YOUR GOAL = Keeping every line intact, print the records that follow.

Collected data:

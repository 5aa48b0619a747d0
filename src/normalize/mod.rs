//! Heterogeneous-response normalization.
//!
//! Maps arbitrary provider JSON into the canonical scoring/analysis schema
//! via per-provider alias tables. `normalize` is a pure function: the same
//! raw response and table always yield the same output, so a normalization
//! can be safely re-run without re-calling the provider.

pub mod aliases;

use std::collections::HashMap;

use serde_json::{Map, Value};

use crate::error::NormalizeError;
use crate::gateway::RawProviderResponse;
use crate::model::{
    Analyses, CanonicalResult, DimensionComments, ErrorCorrection, ResultMeta, Scores,
};

pub use aliases::{field, AliasTable};

/// Scores outside this range are provider garbage, not grades.
const SCORE_RANGE: std::ops::RangeInclusive<f64> = 0.0..=200.0;

/// Candidate keys for the parts of an error-correction entry. These are
/// entry-local and shared across providers, unlike the top-level tables.
const CORRECTION_ORIGINAL_KEYS: &[&str] = &["原句", "original", "sentence"];
const CORRECTION_REVISED_KEYS: &[&str] = &["修改", "修改后", "corrected", "revised"];
const CORRECTION_REASON_KEYS: &[&str] = &["说明", "解释", "explanation", "reason"];

/// Normalizes a raw provider response into the canonical result schema.
///
/// The total score is required: if it is absent under every alias the whole
/// result is rejected with `NormalizeError::MissingRequiredField`. Every
/// other field is optional and defaults rather than failing the result.
pub fn normalize(
    raw: &RawProviderResponse,
    table: &AliasTable,
) -> Result<CanonicalResult, NormalizeError> {
    let obj = raw
        .payload
        .as_object()
        .ok_or_else(|| NormalizeError::NotAnObject(raw.provider.clone()))?;

    let flat = flatten(obj);

    let total = require_score(&flat, table, field::TOTAL, &raw.provider)?;

    let scores = Scores {
        total,
        content: optional_score(&flat, table, field::CONTENT),
        language: optional_score(&flat, table, field::LANGUAGE),
        structure: optional_score(&flat, table, field::STRUCTURE),
        writing: optional_score(&flat, table, field::WRITING),
    };

    let analyses = Analyses {
        overall_comment: optional_string(&flat, table, field::OVERALL_COMMENT),
        dimension_comments: DimensionComments {
            content: optional_string(&flat, table, field::CONTENT_COMMENT),
            language: optional_string(&flat, table, field::LANGUAGE_COMMENT),
            structure: optional_string(&flat, table, field::STRUCTURE_COMMENT),
            writing: optional_string(&flat, table, field::WRITING_COMMENT),
        },
        improvement_suggestions: optional_string_list(&flat, table, field::SUGGESTIONS),
        error_corrections: optional_corrections(&flat, table, field::ERROR_CORRECTIONS),
    };

    Ok(CanonicalResult {
        scores,
        analyses,
        metadata: ResultMeta {
            provider: raw.provider.clone(),
            model_version: raw.model_version.clone(),
            processing_time_ms: raw.latency_ms,
            synthetic: raw.synthetic,
        },
    })
}

/// Flattens a JSON object into a key → value map.
///
/// Both dotted paths (`"维度.内容分"`) and bare keys (`"内容分"`) are
/// recorded so alias candidates can name either. The first occurrence of a
/// key wins, preserving document order for duplicate bare keys at different
/// nesting depths.
fn flatten(obj: &Map<String, Value>) -> HashMap<String, &Value> {
    let mut out = HashMap::new();
    flatten_into("", obj, &mut out);
    out
}

fn flatten_into<'a>(prefix: &str, obj: &'a Map<String, Value>, out: &mut HashMap<String, &'a Value>) {
    for (key, value) in obj {
        let path = if prefix.is_empty() {
            key.clone()
        } else {
            format!("{}.{}", prefix, key)
        };

        out.entry(path.clone()).or_insert(value);
        // Top-level keys are already bare.
        if !prefix.is_empty() {
            out.entry(key.clone()).or_insert(value);
        }

        if let Value::Object(nested) = value {
            flatten_into(&path, nested, out);
        }
    }
}

/// Returns the first present, non-null value among the declared candidates.
fn lookup<'a>(
    flat: &HashMap<String, &'a Value>,
    table: &AliasTable,
    canonical: &str,
) -> Option<&'a Value> {
    table
        .candidates(canonical)
        .iter()
        .filter_map(|candidate| flat.get(candidate.as_str()).copied())
        .find(|value| !value.is_null())
}

fn require_score(
    flat: &HashMap<String, &Value>,
    table: &AliasTable,
    canonical: &str,
    provider: &str,
) -> Result<f64, NormalizeError> {
    let value = lookup(flat, table, canonical).ok_or_else(|| {
        NormalizeError::MissingRequiredField {
            field: canonical.to_string(),
            provider: provider.to_string(),
        }
    })?;

    let score = coerce_score(value).ok_or_else(|| NormalizeError::InvalidScore {
        field: canonical.to_string(),
        value: value.to_string(),
    })?;

    if !SCORE_RANGE.contains(&score) {
        return Err(NormalizeError::InvalidScore {
            field: canonical.to_string(),
            value: score.to_string(),
        });
    }

    Ok(score)
}

/// Optional score: absent, null, or uncoercible values all yield `None`.
/// A dimension score is never worth rejecting the whole result over.
fn optional_score(flat: &HashMap<String, &Value>, table: &AliasTable, canonical: &str) -> Option<f64> {
    lookup(flat, table, canonical)
        .and_then(coerce_score)
        .filter(|score| SCORE_RANGE.contains(score))
}

fn optional_string(flat: &HashMap<String, &Value>, table: &AliasTable, canonical: &str) -> String {
    lookup(flat, table, canonical)
        .and_then(coerce_string)
        .unwrap_or_default()
}

fn optional_string_list(
    flat: &HashMap<String, &Value>,
    table: &AliasTable,
    canonical: &str,
) -> Vec<String> {
    match lookup(flat, table, canonical) {
        Some(Value::Array(items)) => items.iter().filter_map(coerce_string).collect(),
        Some(value) => coerce_string(value).map(|s| vec![s]).unwrap_or_default(),
        None => Vec::new(),
    }
}

fn optional_corrections(
    flat: &HashMap<String, &Value>,
    table: &AliasTable,
    canonical: &str,
) -> Vec<ErrorCorrection> {
    match lookup(flat, table, canonical) {
        Some(Value::Array(items)) => items.iter().filter_map(coerce_correction).collect(),
        Some(value) => coerce_correction(value).map(|c| vec![c]).unwrap_or_default(),
        None => Vec::new(),
    }
}

fn coerce_correction(value: &Value) -> Option<ErrorCorrection> {
    match value {
        Value::Object(obj) => {
            let pick = |keys: &[&str]| {
                keys.iter()
                    .filter_map(|k| obj.get(*k))
                    .find_map(coerce_string)
                    .unwrap_or_default()
            };
            Some(ErrorCorrection {
                original: pick(CORRECTION_ORIGINAL_KEYS),
                corrected: pick(CORRECTION_REVISED_KEYS),
                explanation: pick(CORRECTION_REASON_KEYS),
            })
        }
        // A bare string is the grader's remark without structure.
        Value::String(s) if !s.is_empty() => Some(ErrorCorrection {
            explanation: s.clone(),
            ..Default::default()
        }),
        _ => None,
    }
}

/// Coerces a JSON value to a score. Numbers pass through; numeric strings
/// (with an optional trailing `分`) are parsed. Everything else is rejected.
fn coerce_score(value: &Value) -> Option<f64> {
    match value {
        Value::Number(n) => n.as_f64(),
        Value::String(s) => {
            let trimmed = s.trim().trim_end_matches('分').trim();
            trimmed.parse::<f64>().ok()
        }
        _ => None,
    }
}

fn coerce_string(value: &Value) -> Option<String> {
    match value {
        Value::String(s) => Some(s.clone()),
        Value::Number(n) => Some(n.to_string()),
        _ => None,
    }
}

EXERCISE RESPONSE =
repository 5aa48b0619a747d0
filename src/normalize/mod.rs
//! Heterogeneous-response normalization.
//!
//! Maps arbitrary provider JSON into the canonical scoring/analysis schema
//! via per-provider alias tables. `normalize` is a pure function: the same
//! raw response and table always yield the same output, so a normalization
//! can be safely re-run without re-calling the provider.

pub mod aliases;

use std::collections::HashMap;

use serde_json::{Map, Value};

use crate::error::NormalizeError;
use crate::gateway::RawProviderResponse;
use crate::model::{
    Analyses, CanonicalResult, DimensionComments, ErrorCorrection, ResultMeta, Scores,
};

pub use aliases::{field, AliasTable};

/// Scores outside this range are provider garbage, not grades.
const SCORE_RANGE: std::ops::RangeInclusive<f64> = 0.0..=200.0;

/// Candidate keys for the parts of an error-correction entry. These are
/// entry-local and shared across providers, unlike the top-level tables.
const CORRECTION_ORIGINAL_KEYS: &[&str] = &["原句", "original", "sentence"];
const CORRECTION_REVISED_KEYS: &[&str] = &["修改", "修改后", "corrected", "revised"];
const CORRECTION_REASON_KEYS: &[&str] = &["说明", "解释", "explanation", "reason"];

/// Normalizes a raw provider response into the canonical result schema.
///
/// The total score is required: if it is absent under every alias the whole
/// result is rejected with `NormalizeError::MissingRequiredField`. Every
/// other field is optional and defaults rather than failing the result.
pub fn normalize(
    raw: &RawProviderResponse,
    table: &AliasTable,
) -> Result<CanonicalResult, NormalizeError> {
    let obj = raw
        .payload
        .as_object()
        .ok_or_else(|| NormalizeError::NotAnObject(raw.provider.clone()))?;

    let flat = flatten(obj);

    let total = require_score(&flat, table, field::TOTAL, &raw.provider)?;

    let scores = Scores {
        total,
        content: optional_score(&flat, table, field::CONTENT),
        language: optional_score(&flat, table, field::LANGUAGE),
        structure: optional_score(&flat, table, field::STRUCTURE),
        writing: optional_score(&flat, table, field::WRITING),
    };

    let analyses = Analyses {
        overall_comment: optional_string(&flat, table, field::OVERALL_COMMENT),
        dimension_comments: DimensionComments {
            content: optional_string(&flat, table, field::CONTENT_COMMENT),
            language: optional_string(&flat, table, field::LANGUAGE_COMMENT),
            structure: optional_string(&flat, table, field::STRUCTURE_COMMENT),
            writing: optional_string(&flat, table, field::WRITING_COMMENT),
        },
        improvement_suggestions: optional_string_list(&flat, table, field::SUGGESTIONS),
        error_corrections: optional_corrections(&flat, table, field::ERROR_CORRECTIONS),
    };

    Ok(CanonicalResult {
        scores,
        analyses,
        metadata: ResultMeta {
            provider: raw.provider.clone(),
            model_version: raw.model_version.clone(),
            processing_time_ms: raw.latency_ms,
            synthetic: raw.synthetic,
        },
    })
}

/// Flattens a JSON object into a key → value map.
///
/// Both dotted paths (`"维度.内容分"`) and bare keys (`"内容分"`) are
/// recorded so alias candidates can name either. The first occurrence of a
/// key wins, preserving document order for duplicate bare keys at different
/// nesting depths.
fn flatten(obj: &Map<String, Value>) -> HashMap<String, &Value> {
    let mut out = HashMap::new();
    flatten_into("", obj, &mut out);
    out
}

fn flatten_into<'a>(prefix: &str, obj: &'a Map<String, Value>, out: &mut HashMap<String, &'a Value>) {
    for (key, value) in obj {
        let path = if prefix.is_empty() {
            key.clone()
        } else {
            format!("{}.{}", prefix, key)
        };

        out.entry(path.clone()).or_insert(value);
        // Top-level keys are already bare.
        if !prefix.is_empty() {
            out.entry(key.clone()).or_insert(value);
        }

        if let Value::Object(nested) = value {
            flatten_into(&path, nested, out);
        }
    }
}

/// Returns the first present, non-null value among the declared candidates.
fn lookup<'a>(
    flat: &HashMap<String, &'a Value>,
    table: &AliasTable,
    canonical: &str,
) -> Option<&'a Value> {
    table
        .candidates(canonical)
        .iter()
        .filter_map(|candidate| flat.get(candidate.as_str()).copied())
        .find(|value| !value.is_null())
}

fn require_score(
    flat: &HashMap<String, &Value>,
    table: &AliasTable,
    canonical: &str,
    provider: &str,
) -> Result<f64, NormalizeError> {
    let value = lookup(flat, table, canonical).ok_or_else(|| {
        NormalizeError::MissingRequiredField {
            field: canonical.to_string(),
            provider: provider.to_string(),
        }
    })?;

    let score = coerce_score(value).ok_or_else(|| NormalizeError::InvalidScore {
        field: canonical.to_string(),
        value: value.to_string(),
    })?;

    if !SCORE_RANGE.contains(&score) {
        return Err(NormalizeError::InvalidScore {
            field: canonical.to_string(),
            value: score.to_string(),
        });
    }

    Ok(score)
}

/// Optional score: absent, null, or uncoercible values all yield `None`.
/// A dimension score is never worth rejecting the whole result over.
fn optional_score(flat: &HashMap<String, &Value>, table: &AliasTable, canonical: &str) -> Option<f64> {
    lookup(flat, table, canonical)
        .and_then(coerce_score)
        .filter(|score| SCORE_RANGE.contains(score))
}

fn optional_string(flat: &HashMap<String, &Value>, table: &AliasTable, canonical: &str) -> String {
    lookup(flat, table, canonical)
        .and_then(coerce_string)
        .unwrap_or_default()
}

fn optional_string_list(
    flat: &HashMap<String, &Value>,
    table: &AliasTable,
    canonical: &str,
) -> Vec<String> {
    match lookup(flat, table, canonical) {
        Some(Value::Array(items)) => items.iter().filter_map(coerce_string).collect(),
        Some(value) => coerce_string(value).map(|s| vec![s]).unwrap_or_default(),
        None => Vec::new(),
    }
}

fn optional_corrections(
    flat: &HashMap<String, &Value>,
    table: &AliasTable,
    canonical: &str,
) -> Vec<ErrorCorrection> {
    match lookup(flat, table, canonical) {
        Some(Value::Array(items)) => items.iter().filter_map(coerce_correction).collect(),
        Some(value) => coerce_correction(value).map(|c| vec![c]).unwrap_or_default(),
        None => Vec::new(),
    }
}

fn coerce_correction(value: &Value) -> Option<ErrorCorrection> {
    match value {
        Value::Object(obj) => {
            let pick = |keys: &[&str]| {
                keys.iter()
                    .filter_map(|k| obj.get(*k))
                    .find_map(coerce_string)
                    .unwrap_or_default()
            };
            Some(ErrorCorrection {
                original: pick(CORRECTION_ORIGINAL_KEYS),
                corrected: pick(CORRECTION_REVISED_KEYS),
                explanation: pick(CORRECTION_REASON_KEYS),
            })
        }
        // A bare string is the grader's remark without structure.
        Value::String(s) if !s.is_empty() => Some(ErrorCorrection {
            explanation: s.clone(),
            ..Default::default()
        }),
        _ => None,
    }
}

/// Coerces a JSON value to a score. Numbers pass through; numeric strings
/// (with an optional trailing `分`) are parsed. Everything else is rejected.
fn coerce_score(value: &Value) -> Option<f64> {
    match value {
        Value::Number(n) => n.as_f64(),
        Value::String(s) => {
            let trimmed = s.trim().trim_end_matches('分').trim();
            trimmed.parse::<f64>().ok()
        }
        _ => None,
    }
}

fn coerce_string(value: &Value) -> Option<String> {
    match value {
        Value::String(s) => Some(s.clone()),
        Value::Number(n) => Some(n.to_string()),
        _ => None,
    }
}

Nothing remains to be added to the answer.